Anthony N Khoury, Munif Hatem, Joshua Bowler, Hal David Martin, Hip–spine syndrome: rationale for ischiofemoral impingement, femoroacetabular impingement and abnormal femoral torsion leading to low back pain, Journal of Hip Preservation Surgery, hnaa054.

Key Points: Hip-spine Syndrome

  • Hip abnormalities limiting hip flexion and/or extension require compensation from the pelvis and lumbar spine for the lack of sagittal movement at the hip.

  • Between 13.1% and 37.5% of the total hip flexion is provided by the pelvis through sagittal movement at the lumbopelvic area.
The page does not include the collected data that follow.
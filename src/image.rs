use crate::refs::{ObjectReferences, RefType};
use image::{ColorType, DynamicImage, ImageFormat};
use miniz_oxide::deflate::{compress_to_vec_zlib, CompressionLevel};
use pdf_writer::{Filter, Finish, Pdf};
use std::io::Cursor;
use std::sync::Arc;
use thiserror::Error;

#[derive(Error, Debug)]
pub enum ImageError {
    #[error(transparent)]
    Io(#[from] std::io::Error),

    #[error(transparent)]
    Image(#[from] image::ImageError),
}

/// Natural pixel dimensions of an image
#[derive(Debug, Copy, Clone, PartialEq, Eq)]
pub struct Dimensions {
    pub width: u32,
    pub height: u32,
}

impl Dimensions {
    pub fn new(width: u32, height: u32) -> Dimensions {
        Dimensions { width, height }
    }

    /// width / height, or [None] if either side is zero
    pub fn aspect_ratio(&self) -> Option<f32> {
        if self.width == 0 || self.height == 0 {
            None
        } else {
            Some(self.width as f32 / self.height as f32)
        }
    }
}

/// Reads just enough of the file header to learn its pixel dimensions, without
/// decoding any pixel data.
pub fn probe_dimensions(data: &[u8]) -> Option<Dimensions> {
    image::io::Reader::new(Cursor::new(data))
        .with_guessed_format()
        .ok()?
        .into_dimensions()
        .ok()
        .map(|(width, height)| Dimensions { width, height })
}

/// The number of colour components declared in a JPEG's start-of-frame header
fn jpeg_components(data: &[u8]) -> Option<u8> {
    if !data.starts_with(&[0xFF, 0xD8]) {
        return None;
    }

    let mut pos = 2;
    while pos + 4 <= data.len() {
        if data[pos] != 0xFF {
            return None;
        }
        let marker = data[pos + 1];
        match marker {
            // fill byte
            0xFF => pos += 1,
            // standalone markers carry no length
            0x01 | 0xD0..=0xD7 => pos += 2,
            // start of scan: no frame header seen
            0xDA => return None,
            // SOF0..SOF15, except DHT, JPG and DAC which share the range
            0xC0..=0xCF if !matches!(marker, 0xC4 | 0xC8 | 0xCC) => {
                return data.get(pos + 9).copied();
            }
            _ => {
                let len = u16::from_be_bytes([data[pos + 2], data[pos + 3]]) as usize;
                pos += 2 + len;
            }
        }
    }
    None
}

pub enum RasterImageType {
    /// Three-component JPEG data, which PDF readers can decode themselves as DeviceRGB
    DirectlyEmbeddableJpeg(Arc<[u8]>),
    Image(DynamicImage),
}

/// An image ready to be embedded into a document
pub struct Image {
    pub image: RasterImageType,
    pub width: u32,
    pub height: u32,
}

struct EncodeOutput {
    filter: Filter,
    bytes: Vec<u8>,
    mask: Option<Vec<u8>>,
}

impl Image {
    /// Decodes an image from its raw file bytes. `media_type` is only consulted for
    /// formats that can't be recognised from their contents (TGA).
    pub fn from_bytes(data: Arc<[u8]>, media_type: &str) -> Result<Image, ImageError> {
        let is_tga = matches!(
            media_type.trim().to_ascii_lowercase().as_str(),
            "image/x-tga" | "image/x-targa" | "image/tga"
        );

        let format = if is_tga {
            ImageFormat::Tga
        } else {
            image::guess_format(&data)?
        };
        let image = image::load_from_memory_with_format(&data, format)?;

        // CMYK JPEGs are also decoded to Rgb8, so check what the file itself holds
        match (format, image.color()) {
            (ImageFormat::Jpeg, ColorType::Rgb8) if jpeg_components(&data) == Some(3) => {
                // we can embed it directly!
                let width = image.width();
                let height = image.height();

                Ok(Image {
                    image: RasterImageType::DirectlyEmbeddableJpeg(data),
                    width,
                    height,
                })
            }
            _ => Ok(Self::new_raster(image)),
        }
    }

    pub fn new_raster(image: DynamicImage) -> Image {
        let width = image.width();
        let height = image.height();
        Image {
            image: RasterImageType::Image(image),
            width,
            height,
        }
    }

    pub fn dimensions(&self) -> Dimensions {
        Dimensions::new(self.width, self.height)
    }

    fn encode(&self) -> EncodeOutput {
        match &self.image {
            RasterImageType::DirectlyEmbeddableJpeg(data) => EncodeOutput {
                filter: Filter::DctDecode,
                bytes: data.to_vec(),
                mask: None,
            },
            RasterImageType::Image(image) => {
                let level = CompressionLevel::DefaultLevel as u8;

                let mask = image.color().has_alpha().then(|| {
                    let alphas: Vec<u8> = image.to_rgba8().pixels().map(|p| p.0[3]).collect();
                    compress_to_vec_zlib(&alphas, level)
                });

                let bytes = compress_to_vec_zlib(image.to_rgb8().as_raw(), level);

                EncodeOutput {
                    filter: Filter::FlateDecode,
                    bytes,
                    mask,
                }
            }
        }
    }

    pub(crate) fn write(&self, refs: &mut ObjectReferences, image_index: usize, writer: &mut Pdf) {
        let id = refs.gen(RefType::Image(image_index));
        let encoded = self.encode();

        let mut image = writer.image_xobject(id, encoded.bytes.as_slice());
        image.filter(encoded.filter);
        image.width(self.width as i32);
        image.height(self.height as i32);
        image.color_space().device_rgb();
        image.bits_per_component(8);

        let mask_id = encoded
            .mask
            .as_ref()
            .map(|_| refs.gen(RefType::ImageMask(image_index)));
        if let Some(mask_id) = mask_id {
            image.s_mask(mask_id);
        }

        image.finish();

        // add a transparency mask if we have one
        if let (Some(mask_id), Some(mask)) = (mask_id, encoded.mask.as_ref()) {
            let mut s_mask = writer.image_xobject(mask_id, mask.as_slice());
            s_mask.filter(Filter::FlateDecode);
            s_mask.width(self.width as i32);
            s_mask.height(self.height as i32);
            s_mask.color_space().device_gray();
            s_mask.bits_per_component(8);
        }
    }
}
  • Abnormalities at the hip joint contributing to low back pain include flexion deformities, osteoarthritis, developmental dysplasia, and limited hip range of movement.

  • The bony overgrowth of a cam impingement produces shear forces resulting in an ‘outside-in’ acetabular cartilage damage and labral tears, which amplifies the damage as the femoral head–neck junction rolls into the acetabulum.
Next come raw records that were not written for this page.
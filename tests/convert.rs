use async_trait::async_trait;
use image::{DynamicImage, ImageOutputFormat, Rgb, RgbImage};
use images_to_pdf::config::Config;
use images_to_pdf::{
    ConvertError, Converter, DirectorySink, FileHandle, Image, ImageDecoder, ImageError,
    ImageItem, InputControl, MemoryOutput, MemorySink, Notification, RasterDecoder,
};
use pretty_assertions::assert_eq;
use std::io::Cursor;
use std::sync::atomic::{AtomicUsize, Ordering};
use std::sync::Arc;
use std::time::Duration;
use tokio::sync::Notify;

fn png(width: u32, height: u32) -> Vec<u8> {
    let image = RgbImage::from_pixel(width, height, Rgb([30, 60, 90]));
    let mut buf = Vec::new();
    DynamicImage::ImageRgb8(image)
        .write_to(&mut Cursor::new(&mut buf), ImageOutputFormat::Png)
        .expect("can encode png");
    buf
}

fn jpeg(width: u32, height: u32) -> Vec<u8> {
    let image = RgbImage::from_pixel(width, height, Rgb([90, 60, 30]));
    let mut buf = Vec::new();
    DynamicImage::ImageRgb8(image)
        .write_to(&mut Cursor::new(&mut buf), ImageOutputFormat::Jpeg(85))
        .expect("can encode jpeg");
    buf
}

fn count_pages(pdf: &[u8]) -> usize {
    let needle = b"/Type /Page";
    pdf.windows(needle.len() + 1)
        .filter(|w| &w[..needle.len()] == needle && w[needle.len()] != b's')
        .count()
}

#[derive(Default)]
struct CountingInput {
    resets: AtomicUsize,
}

impl InputControl for CountingInput {
    fn reset(&self) {
        self.resets.fetch_add(1, Ordering::SeqCst);
    }
}

struct Harness {
    converter: Arc<Converter>,
    sink: Arc<MemorySink>,
    output: Arc<MemoryOutput>,
    input: Arc<CountingInput>,
}

fn harness(decoder: Arc<dyn ImageDecoder>) -> Harness {
    let sink = Arc::new(MemorySink::new());
    let output = Arc::new(MemoryOutput::new());
    let input = Arc::new(CountingInput::default());
    let converter = Converter::new(Config::default(), output.clone())
        .with_decoder(decoder)
        .with_notifications(sink.clone())
        .with_input_control(input.clone());
    Harness {
        converter: Arc::new(converter),
        sink,
        output,
        input,
    }
}

#[tokio::test]
async fn converts_every_image_and_resets() {
    let h = harness(Arc::new(RasterDecoder));

    h.converter
        .intake(vec![
            FileHandle::new("wide.png", "image/png", png(40, 20)),
            FileHandle::new("notes.txt", "text/plain", b"not an image".to_vec()),
        ])
        .await
        .unwrap();
    h.converter
        .intake(vec![FileHandle::new("tall.jpg", "image/jpeg", jpeg(20, 40))])
        .await
        .unwrap();
    assert_eq!(h.converter.len().await, 2);

    let report = h.converter.convert().await.expect("converts");
    assert_eq!(report.pages, 2);

    let saved = h.output.saved();
    assert_eq!(saved.len(), 1);
    let (name, pdf) = &saved[0];
    assert_eq!(name, "converted.pdf");
    assert_eq!(report.bytes, pdf.len());
    assert!(pdf.starts_with(b"%PDF-"));
    assert_eq!(count_pages(pdf), 2);

    assert!(h.converter.is_empty().await);
    assert_eq!(h.converter.live_references().await, 0);
    assert_eq!(h.input.resets.load(Ordering::SeqCst), 1);
    assert_eq!(
        h.sink.notifications(),
        vec![Notification::Success("PDF created successfully!".to_string())]
    );

    // a fresh start behaves like first use
    h.converter
        .intake(vec![FileHandle::new("again.png", "image/png", png(5, 5))])
        .await
        .unwrap();
    let report = h.converter.convert().await.unwrap();
    assert_eq!(report.pages, 1);
    assert_eq!(h.output.saved().len(), 2);
}

#[tokio::test]
async fn converting_nothing_warns_and_writes_nothing() {
    let h = harness(Arc::new(RasterDecoder));
    let err = h.converter.convert().await.unwrap_err();
    assert!(matches!(err, ConvertError::EmptyCollection));
    assert!(h.output.saved().is_empty());
    assert_eq!(
        h.sink.notifications(),
        vec![Notification::Warning("No images uploaded.".to_string())]
    );
    assert_eq!(h.input.resets.load(Ordering::SeqCst), 0);
}

#[tokio::test]
async fn a_bad_image_fails_the_conversion_and_keeps_the_collection() {
    let h = harness(Arc::new(RasterDecoder));
    h.converter
        .intake(vec![
            FileHandle::new("good.png", "image/png", png(4, 4)),
            FileHandle::new("bad.png", "image/png", b"corrupt".to_vec()),
        ])
        .await
        .unwrap();

    let err = h.converter.convert().await.unwrap_err();
    assert!(matches!(err, ConvertError::Decode { ref name, .. } if name == "bad.png"));
    assert!(matches!(
        h.sink.notifications().as_slice(),
        [Notification::Error(_)]
    ));
    assert!(h.output.saved().is_empty());
    assert_eq!(h.converter.len().await, 2);
    assert_eq!(h.input.resets.load(Ordering::SeqCst), 0);

    // dropping the bad image lets the retry through
    let removed = h.converter.remove(1).await.unwrap();
    assert_eq!(removed.source_name, "bad.png");
    assert_eq!(h.converter.live_references().await, 1);
    let report = h.converter.convert().await.unwrap();
    assert_eq!(report.pages, 1);
}

/// Blocks every decode until released, announcing when the first one starts
struct GatedDecoder {
    started: Notify,
    release: Notify,
}

#[async_trait]
impl ImageDecoder for GatedDecoder {
    async fn decode(&self, _item: &ImageItem) -> Result<Image, ImageError> {
        self.started.notify_one();
        self.release.notified().await;
        Ok(Image::new_raster(DynamicImage::ImageRgb8(RgbImage::new(8, 8))))
    }
}

#[tokio::test]
async fn collection_is_locked_while_converting() {
    let decoder = Arc::new(GatedDecoder {
        started: Notify::new(),
        release: Notify::new(),
    });
    let h = harness(decoder.clone());
    h.converter
        .intake(vec![FileHandle::new("only.png", "image/png", png(8, 8))])
        .await
        .unwrap();

    let converter = Arc::clone(&h.converter);
    let running = tokio::spawn(async move { converter.convert().await });
    decoder.started.notified().await;

    // a second conversion is turned away, with a warning
    assert!(matches!(
        h.converter.convert().await,
        Err(ConvertError::Busy)
    ));
    assert_eq!(
        h.sink.notifications(),
        vec![Notification::Warning(
            "A PDF is already being created, please wait.".to_string()
        )]
    );

    // intake queues behind the running conversion
    let converter = Arc::clone(&h.converter);
    let mut intake = tokio::spawn(async move {
        converter
            .intake(vec![FileHandle::new("late.png", "image/png", png(8, 8))])
            .await
    });
    assert!(tokio::time::timeout(Duration::from_millis(50), &mut intake)
        .await
        .is_err());

    decoder.release.notify_one();
    let report = running.await.unwrap().expect("first conversion succeeds");
    assert_eq!(report.pages, 1);

    intake.await.unwrap().expect("intake goes through afterwards");
    let items = h.converter.items().await;
    assert_eq!(items.len(), 1);
    assert_eq!(items[0].source_name, "late.png");
}

/// Decodes every item to a tiny blank raster without looking at its bytes
struct BlankDecoder;

#[async_trait]
impl ImageDecoder for BlankDecoder {
    async fn decode(&self, _item: &ImageItem) -> Result<Image, ImageError> {
        Ok(Image::new_raster(DynamicImage::ImageRgb8(RgbImage::new(2, 2))))
    }
}

#[tokio::test(flavor = "multi_thread", worker_threads = 4)]
async fn intake_never_makes_a_conversion_busy() {
    let h = harness(Arc::new(BlankDecoder));
    let data = png(2, 2);

    let converter = Arc::clone(&h.converter);
    let feeder = tokio::spawn(async move {
        for round in 0..200 {
            let batch = (0..20)
                .map(|i| FileHandle::new(format!("{round}-{i}.png"), "image/png", data.clone()))
                .collect();
            converter.intake(batch).await.unwrap();
            tokio::task::yield_now().await;
        }
    });

    for _ in 0..100 {
        match h.converter.convert().await {
            Ok(_) | Err(ConvertError::EmptyCollection) => {}
            Err(err) => panic!("conversion refused while only intake was running: {err}"),
        }
    }
    feeder.await.unwrap();

    assert!(!h
        .sink
        .notifications()
        .iter()
        .any(|n| matches!(n, Notification::Warning(w) if w.contains("already"))));
}

#[tokio::test]
async fn writes_into_a_directory() {
    let dir = tempfile::tempdir().unwrap();
    let config = Config {
        output_dir: dir.path().to_path_buf(),
        output_name: "album.pdf".to_string(),
        ..Config::default()
    };
    let converter = Converter::new(
        config.clone(),
        Arc::new(DirectorySink::new(config.output_dir.clone())),
    );

    let path = dir.path().join("photo.png");
    tokio::fs::write(&path, png(12, 6)).await.unwrap();
    converter
        .intake(vec![FileHandle::read(&path).await.unwrap()])
        .await
        .unwrap();

    let report = converter.convert().await.unwrap();
    assert_eq!(report.location, dir.path().join("album.pdf"));
    let pdf = tokio::fs::read(&report.location).await.unwrap();
    assert_eq!(count_pages(&pdf), 1);
}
  • Cam and pincer deformities cause premature femoroacetabular coupling in flexion and affect the lumbopelvic structures, namely the pubic symphysis, sacroiliac joint, and lumbar spine.

  • Cam and pincer impingements increase sacroiliac and lumbar spine stresses.

Limited spine mobility is present in symptomatic patients with femoroacetabular impingement, requiring more flexion at the hip to achieve sitting position, which may lead to impingement between the acetabulum and proximal femur.

  • Abnormal femoral torsion affects the capsulo-labral and musculotendinous structures of the hip and lumbar spine, and may contribute to increased lumbopelvic pain.

  • Abnormal gait displayed by patients with abnormal femoral torsion is a result of the rotational misalignment of the lower extremities.

  • Ischiofemoral space is decreased in the longer side of individuals with leg length inequality.

  • The limitation in hip extension in individuals with increased femoral torsion is caused by contact between the femoral neck and acetabulum or the trochanter and ischium.

  • Tension in the ischiofemoral ligament decreases by externally rotating the hip.

  • Pelvic incidence, which is the sum of pelvic tilt and sacral slope, is a constant value for any given patient:

    → When the pelvic tilt increases, the sacral slope decreases;

    → When the pelvic tilt decreases, the sacral slope increases.

Clinical Pilates in practice

  • Work on lumbopelvic mobility.

    → Seated Roll Backs.

    → Assisted Roll Ups.

    → Side Leg Kick.

  • Hip rotation mobility is integral, always working into comfortable ranges.

    → Use rotator discs.

    → Sleeper/Side Leg Press in hip internal rotation.

  • Pubic symphysis and sacroiliac joint integrity support equal pelvic mobility bilaterally.

    → Side to Side on the Mat.

    → Teaser on the Wunda Chair.

  • Work to centre the femoral head prior to movement: recall the function of the hamstrings and rotator cuff of the hip.